-- Opening Marker --

//! Configuration module for project data structures
//!
//! This module handles deserialization of saved project data from Python
//! dicts and the value conversions both ways across the PyO3 boundary.

use pyo3::prelude::*;
use pyo3::types::{PyBool, PyDict, PyList, PyTuple};
use pyo3::IntoPyObjectExt;
use serde_json::Value;
use std::collections::HashMap;

use crate::error::StyleEngineError;
use crate::expr;
use crate::style::{ConditionalStyle, ConditionalStyleManager, PropertyMap};
use crate::tag::{TagRegistry, TagSnapshot, TagValue};
use crate::trigger::{Operand, Trigger};

// ============================================================================
// Python <-> JSON conversion
// ============================================================================

/// Convert an arbitrary Python object into a JSON value.
///
/// Supports the scalar types, lists/tuples and string-keyed dicts, which is
/// exactly what saved project files contain.
pub fn py_to_json(obj: &Bound<'_, PyAny>) -> PyResult<Value> {
    if obj.is_none() {
        return Ok(Value::Null);
    }
    // bool must be checked before int: Python bools are ints
    if let Ok(b) = obj.downcast::<PyBool>() {
        return Ok(Value::Bool(b.is_true()));
    }
    if let Ok(i) = obj.extract::<i64>() {
        return Ok(Value::from(i));
    }
    if let Ok(f) = obj.extract::<f64>() {
        return Ok(serde_json::Number::from_f64(f)
            .map(Value::Number)
            .unwrap_or(Value::Null));
    }
    if let Ok(s) = obj.extract::<String>() {
        return Ok(Value::String(s));
    }
    if let Ok(list) = obj.downcast::<PyList>() {
        let mut items = Vec::with_capacity(list.len());
        for item in list.iter() {
            items.push(py_to_json(&item)?);
        }
        return Ok(Value::Array(items));
    }
    if let Ok(tuple) = obj.downcast::<PyTuple>() {
        let mut items = Vec::with_capacity(tuple.len());
        for item in tuple.iter() {
            items.push(py_to_json(&item)?);
        }
        return Ok(Value::Array(items));
    }
    if let Ok(dict) = obj.downcast::<PyDict>() {
        let mut map = serde_json::Map::new();
        for (key, value) in dict.iter() {
            let key: String = key.extract()?;
            map.insert(key, py_to_json(&value)?);
        }
        return Ok(Value::Object(map));
    }
    Err(StyleEngineError::DeserializationError(format!(
        "unsupported value type: {}",
        obj.get_type().name()?
    ))
    .into())
}

/// Convert a JSON value into a Python object.
pub fn json_to_py(py: Python<'_>, value: &Value) -> PyResult<Py<PyAny>> {
    match value {
        Value::Null => Ok(py.None()),
        Value::Bool(b) => b.into_py_any(py),
        Value::Number(n) => {
            if let Some(i) = n.as_i64() {
                i.into_py_any(py)
            } else {
                n.as_f64().unwrap_or(0.0).into_py_any(py)
            }
        }
        Value::String(s) => s.into_py_any(py),
        Value::Array(items) => {
            let list = PyList::empty(py);
            for item in items {
                list.append(json_to_py(py, item)?)?;
            }
            list.into_py_any(py)
        }
        Value::Object(map) => {
            let dict = PyDict::new(py);
            for (key, value) in map {
                dict.set_item(key, json_to_py(py, value)?)?;
            }
            dict.into_py_any(py)
        }
    }
}

// ============================================================================
// Python <-> tag value conversion
// ============================================================================

/// Convert a Python object into a tag value.
pub fn py_to_tag_value(obj: &Bound<'_, PyAny>) -> PyResult<TagValue> {
    if let Ok(b) = obj.downcast::<PyBool>() {
        return Ok(TagValue::Bool(b.is_true()));
    }
    if let Ok(i) = obj.extract::<i64>() {
        return Ok(TagValue::Int(i));
    }
    if let Ok(f) = obj.extract::<f64>() {
        return Ok(TagValue::Real(f));
    }
    if let Ok(s) = obj.extract::<String>() {
        return Ok(TagValue::Str(s));
    }
    if let Ok(list) = obj.downcast::<PyList>() {
        let mut items = Vec::with_capacity(list.len());
        for item in list.iter() {
            items.push(py_to_tag_value(&item)?);
        }
        return Ok(TagValue::Array(items));
    }
    Err(StyleEngineError::DeserializationError(format!(
        "unsupported tag value type: {}",
        obj.get_type().name()?
    ))
    .into())
}

/// Convert a tag value into a Python object.
pub fn tag_value_to_py(py: Python<'_>, value: &TagValue) -> PyResult<Py<PyAny>> {
    match value {
        TagValue::Bool(b) => b.into_py_any(py),
        TagValue::Int(i) => i.into_py_any(py),
        TagValue::Real(r) => r.into_py_any(py),
        TagValue::Str(s) => s.into_py_any(py),
        TagValue::Array(items) => {
            let list = PyList::empty(py);
            for item in items {
                list.append(tag_value_to_py(py, item)?)?;
            }
            list.into_py_any(py)
        }
    }
}

/// Deserialize a `{name: value}` dict into a tag snapshot.
pub fn deserialize_snapshot(dict: &Bound<'_, PyDict>) -> PyResult<TagSnapshot> {
    let mut snapshot = TagSnapshot::new();
    for (key, value) in dict.iter() {
        let key: String = key.extract()?;
        snapshot.insert(key, py_to_tag_value(&value)?);
    }
    Ok(snapshot)
}

/// Deserialize a `{name: value}` dict into expression variables. Values
/// with no scalar representation are skipped; referencing one from an
/// expression then reports an unknown variable.
pub fn deserialize_variables(
    dict: &Bound<'_, PyDict>,
) -> PyResult<HashMap<String, expr::Value>> {
    let mut variables = HashMap::new();
    for (key, value) in dict.iter() {
        let key: String = key.extract()?;
        if let Some(value) = py_to_tag_value(&value)?.as_expr_value() {
            variables.insert(key, value);
        }
    }
    Ok(variables)
}

// ============================================================================
// Model extraction
// ============================================================================

/// Deserialize a property dict (style attributes, button properties).
pub fn deserialize_property_map(dict: &Bound<'_, PyDict>) -> PyResult<PropertyMap> {
    match py_to_json(dict.as_any())? {
        Value::Object(map) => Ok(map),
        _ => Ok(PropertyMap::new()),
    }
}

/// Serialize a property dict back to Python.
pub fn property_map_to_py<'py>(
    py: Python<'py>,
    map: &PropertyMap,
) -> PyResult<Bound<'py, PyDict>> {
    let dict = PyDict::new(py);
    for (key, value) in map {
        dict.set_item(key, json_to_py(py, value)?)?;
    }
    Ok(dict)
}

/// Deserialize an operand from a Python dict.
pub fn deserialize_operand(obj: &Bound<'_, PyAny>) -> PyResult<Operand> {
    let value = py_to_json(obj)?;
    serde_json::from_value(value)
        .map_err(|e| StyleEngineError::DeserializationError(e.to_string()).into())
}

/// Deserialize a trigger from a Python dict.
pub fn deserialize_trigger(obj: &Bound<'_, PyAny>) -> PyResult<Trigger> {
    let value = py_to_json(obj)?;
    serde_json::from_value(value)
        .map_err(|e| StyleEngineError::DeserializationError(e.to_string()).into())
}

/// Deserialize a conditional style, accepting legacy key spellings.
pub fn deserialize_style(obj: &Bound<'_, PyAny>) -> PyResult<ConditionalStyle> {
    let value = py_to_json(obj)?;
    ConditionalStyle::from_value(value).map_err(Into::into)
}

/// Deserialize a full style manager from its dict form.
pub fn deserialize_manager(obj: &Bound<'_, PyAny>) -> PyResult<ConditionalStyleManager> {
    let value = py_to_json(obj)?;
    ConditionalStyleManager::from_dict(value).map_err(Into::into)
}

/// Deserialize the tag databases of a saved project.
/// Expected format: `{"tag_databases": {id: {...}, ...}}`
pub fn deserialize_tag_registry(project: &Bound<'_, PyDict>) -> PyResult<TagRegistry> {
    let value = py_to_json(project.as_any())?;
    TagRegistry::load_from_project(value).map_err(Into::into)
}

-- Closing Marker --

_EXERCISE_
The listing above is to be transcribed in full, with no line omitted.

_ANSWER BOX_
//! Configuration module for project data structures
//!
//! This module handles deserialization of saved project data from Python
//! dicts and the value conversions both ways across the PyO3 boundary.

use pyo3::prelude::*;
use pyo3::types::{PyBool, PyDict, PyList, PyTuple};
use pyo3::IntoPyObjectExt;
use serde_json::Value;
use std::collections::HashMap;

use crate::error::StyleEngineError;
use crate::expr;
use crate::style::{ConditionalStyle, ConditionalStyleManager, PropertyMap};
use crate::tag::{TagRegistry, TagSnapshot, TagValue};
use crate::trigger::{Operand, Trigger};

// ============================================================================
// Python <-> JSON conversion
// ============================================================================

/// Convert an arbitrary Python object into a JSON value.
///
/// Supports the scalar types, lists/tuples and string-keyed dicts, which is
/// exactly what saved project files contain.
pub fn py_to_json(obj: &Bound<'_, PyAny>) -> PyResult<Value> {
    if obj.is_none() {
        return Ok(Value::Null);
    }
    // bool must be checked before int: Python bools are ints
    if let Ok(b) = obj.downcast::<PyBool>() {
        return Ok(Value::Bool(b.is_true()));
    }
    if let Ok(i) = obj.extract::<i64>() {
        return Ok(Value::from(i));
    }
    if let Ok(f) = obj.extract::<f64>() {
        return Ok(serde_json::Number::from_f64(f)
            .map(Value::Number)
            .unwrap_or(Value::Null));
    }
    if let Ok(s) = obj.extract::<String>() {
        return Ok(Value::String(s));
    }
    if let Ok(list) = obj.downcast::<PyList>() {
        let mut items = Vec::with_capacity(list.len());
        for item in list.iter() {
            items.push(py_to_json(&item)?);
        }
        return Ok(Value::Array(items));
    }
    if let Ok(tuple) = obj.downcast::<PyTuple>() {
        let mut items = Vec::with_capacity(tuple.len());
        for item in tuple.iter() {
            items.push(py_to_json(&item)?);
        }
        return Ok(Value::Array(items));
    }
    if let Ok(dict) = obj.downcast::<PyDict>() {
        let mut map = serde_json::Map::new();
        for (key, value) in dict.iter() {
            let key: String = key.extract()?;
            map.insert(key, py_to_json(&value)?);
        }
        return Ok(Value::Object(map));
    }
    Err(StyleEngineError::DeserializationError(format!(
        "unsupported value type: {}",
        obj.get_type().name()?
    ))
    .into())
}

/// Convert a JSON value into a Python object.
pub fn json_to_py(py: Python<'_>, value: &Value) -> PyResult<Py<PyAny>> {
    match value {
        Value::Null => Ok(py.None()),
        Value::Bool(b) => b.into_py_any(py),
        Value::Number(n) => {
            if let Some(i) = n.as_i64() {
                i.into_py_any(py)
            } else {
                n.as_f64().unwrap_or(0.0).into_py_any(py)
            }
        }
        Value::String(s) => s.into_py_any(py),
        Value::Array(items) => {
            let list = PyList::empty(py);
            for item in items {
                list.append(json_to_py(py, item)?)?;
            }
            list.into_py_any(py)
        }
        Value::Object(map) => {
            let dict = PyDict::new(py);
            for (key, value) in map {
                dict.set_item(key, json_to_py(py, value)?)?;
            }
            dict.into_py_any(py)
        }
    }
}

// ============================================================================
// Python <-> tag value conversion
// ============================================================================

/// Convert a Python object into a tag value.
pub fn py_to_tag_value(obj: &Bound<'_, PyAny>) -> PyResult<TagValue> {
    if let Ok(b) = obj.downcast::<PyBool>() {
        return Ok(TagValue::Bool(b.is_true()));
    }
    if let Ok(i) = obj.extract::<i64>() {
        return Ok(TagValue::Int(i));
    }
    if let Ok(f) = obj.extract::<f64>() {
        return Ok(TagValue::Real(f));
    }
    if let Ok(s) = obj.extract::<String>() {
        return Ok(TagValue::Str(s));
    }
    if let Ok(list) = obj.downcast::<PyList>() {
        let mut items = Vec::with_capacity(list.len());
        for item in list.iter() {
            items.push(py_to_tag_value(&item)?);
        }
        return Ok(TagValue::Array(items));
    }
    Err(StyleEngineError::DeserializationError(format!(
        "unsupported tag value type: {}",
        obj.get_type().name()?
    ))
    .into())
}

/// Convert a tag value into a Python object.
pub fn tag_value_to_py(py: Python<'_>, value: &TagValue) -> PyResult<Py<PyAny>> {
    match value {
        TagValue::Bool(b) => b.into_py_any(py),
        TagValue::Int(i) => i.into_py_any(py),
        TagValue::Real(r) => r.into_py_any(py),
        TagValue::Str(s) => s.into_py_any(py),
        TagValue::Array(items) => {
            let list = PyList::empty(py);
            for item in items {
                list.append(tag_value_to_py(py, item)?)?;
            }
            list.into_py_any(py)
        }
    }
}

/// Deserialize a `{name: value}` dict into a tag snapshot.
pub fn deserialize_snapshot(dict: &Bound<'_, PyDict>) -> PyResult<TagSnapshot> {
    let mut snapshot = TagSnapshot::new();
    for (key, value) in dict.iter() {
        let key: String = key.extract()?;
        snapshot.insert(key, py_to_tag_value(&value)?);
    }
    Ok(snapshot)
}

/// Deserialize a `{name: value}` dict into expression variables. Values
/// with no scalar representation are skipped; referencing one from an
/// expression then reports an unknown variable.
pub fn deserialize_variables(
    dict: &Bound<'_, PyDict>,
) -> PyResult<HashMap<String, expr::Value>> {
    let mut variables = HashMap::new();
    for (key, value) in dict.iter() {
        let key: String = key.extract()?;
        if let Some(value) = py_to_tag_value(&value)?.as_expr_value() {
            variables.insert(key, value);
        }
    }
    Ok(variables)
}

// ============================================================================
// Model extraction
// ============================================================================

/// Deserialize a property dict (style attributes, button properties).
pub fn deserialize_property_map(dict: &Bound<'_, PyDict>) -> PyResult<PropertyMap> {
    match py_to_json(dict.as_any())? {
        Value::Object(map) => Ok(map),
        _ => Ok(PropertyMap::new()),
    }
}

/// Serialize a property dict back to Python.
pub fn property_map_to_py<'py>(
    py: Python<'py>,
    map: &PropertyMap,
) -> PyResult<Bound<'py, PyDict>> {
    let dict = PyDict::new(py);
    for (key, value) in map {
        dict.set_item(key, json_to_py(py, value)?)?;
    }
    Ok(dict)
}

/// Deserialize an operand from a Python dict.
pub fn deserialize_operand(obj: &Bound<'_, PyAny>) -> PyResult<Operand> {
    let value = py_to_json(obj)?;
    serde_json::from_value(value)
        .map_err(|e| StyleEngineError::DeserializationError(e.to_string()).into())
}

/// Deserialize a trigger from a Python dict.
pub fn deserialize_trigger(obj: &Bound<'_, PyAny>) -> PyResult<Trigger> {
    let value = py_to_json(obj)?;
    serde_json::from_value(value)
        .map_err(|e| StyleEngineError::DeserializationError(e.to_string()).into())
}

/// Deserialize a conditional style, accepting legacy key spellings.
pub fn deserialize_style(obj: &Bound<'_, PyAny>) -> PyResult<ConditionalStyle> {
    let value = py_to_json(obj)?;
    ConditionalStyle::from_value(value).map_err(Into::into)
}

/// Deserialize a full style manager from its dict form.
pub fn deserialize_manager(obj: &Bound<'_, PyAny>) -> PyResult<ConditionalStyleManager> {
    let value = py_to_json(obj)?;
    ConditionalStyleManager::from_dict(value).map_err(Into::into)
}

/// Deserialize the tag databases of a saved project.
/// Expected format: `{"tag_databases": {id: {...}, ...}}`
pub fn deserialize_tag_registry(project: &Bound<'_, PyDict>) -> PyResult<TagRegistry> {
    let value = py_to_json(project.as_any())?;
    TagRegistry::load_from_project(value).map_err(Into::into)
}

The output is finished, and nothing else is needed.